The U.S. dominated events such as track and field, rifle and pistol shooting and tug-of war, where when “matched against the heavy Belgian eight in the finals, the Americans pulled the Belgians to and over the line in 14 seconds,” the Museum says.
Charley Paddock, a runner who served as a lieutenant for the United States Field Artillery during World War I, was a standout athlete at the Inter-Allied Games, winning the 100 and 200-meter events. He would then go on to win gold and silver in the same competitions during the 1920 Summer Olympics in Belgium.
Norman Ross, an American swimmer who won five events at the Inter-Allied Games, also continued his momentum by winning Olympic gold the following year as well.
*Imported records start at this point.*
//! Session error types.

use crate::config::ConfigError;
use pktwire_protocol::ProtocolError;
use thiserror::Error;

/// Session errors.
#[derive(Debug, Error)]
pub enum SessionError {
    #[error("I/O error: {0}")]
    Io(#[from] std::io::Error),

    #[error("protocol error: {0}")]
    Protocol(#[from] ProtocolError),

    #[error("configuration error: {0}")]
    Config(#[from] ConfigError),

    #[error("unknown protocol: {0}")]
    UnknownProtocol(String),

    #[error("framing is no longer valid; the connection must be closed")]
    FramingInvalid,

    #[error("session is closed")]
    Closed,

    #[error("outbound queue full ({limit} messages)")]
    OutboundQueueFull { limit: usize },

    #[error("handler for {message} failed: {reason}")]
    Handler {
        message: &'static str,
        reason: String,
    },

    #[error("server shutting down")]
    ShuttingDown,
}

impl SessionError {
    /// Returns whether the connection must be torn down.
    pub fn is_fatal(&self) -> bool {
        match self {
            SessionError::Io(_) | SessionError::FramingInvalid | SessionError::Closed => true,
            SessionError::ShuttingDown => true,
            SessionError::Protocol(e) => e.is_fatal(),
            _ => false,
        }
    }
}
Fred Thompson, an Army chaplain from California, won the Games’ grenade-throwing competition, chucking a French F-1 field grenade nearly 250 feet.
The Games also helped introduce sports that were popular in America, such as baseball and basketball, to a wider, global audience.
“Each competing winner received an official engraved certificate which accompanied each prize medal,” the Museum said. “A case was provided for each medal; blue cases contained the first prize, red cases the second, and green cases the third.”
“On the final day of the Inter-Allied competition, bands in the crowded arena played the ‘Star Spangled Banner’ followed by the ‘Marseillaise’,” it added, and then “the flags of the Allies were slowly lowered, and 30,000 spectators witnessed the stadium being gifted to France” by Gen. Pershing as a “memorial to the American Expeditionary Forces.”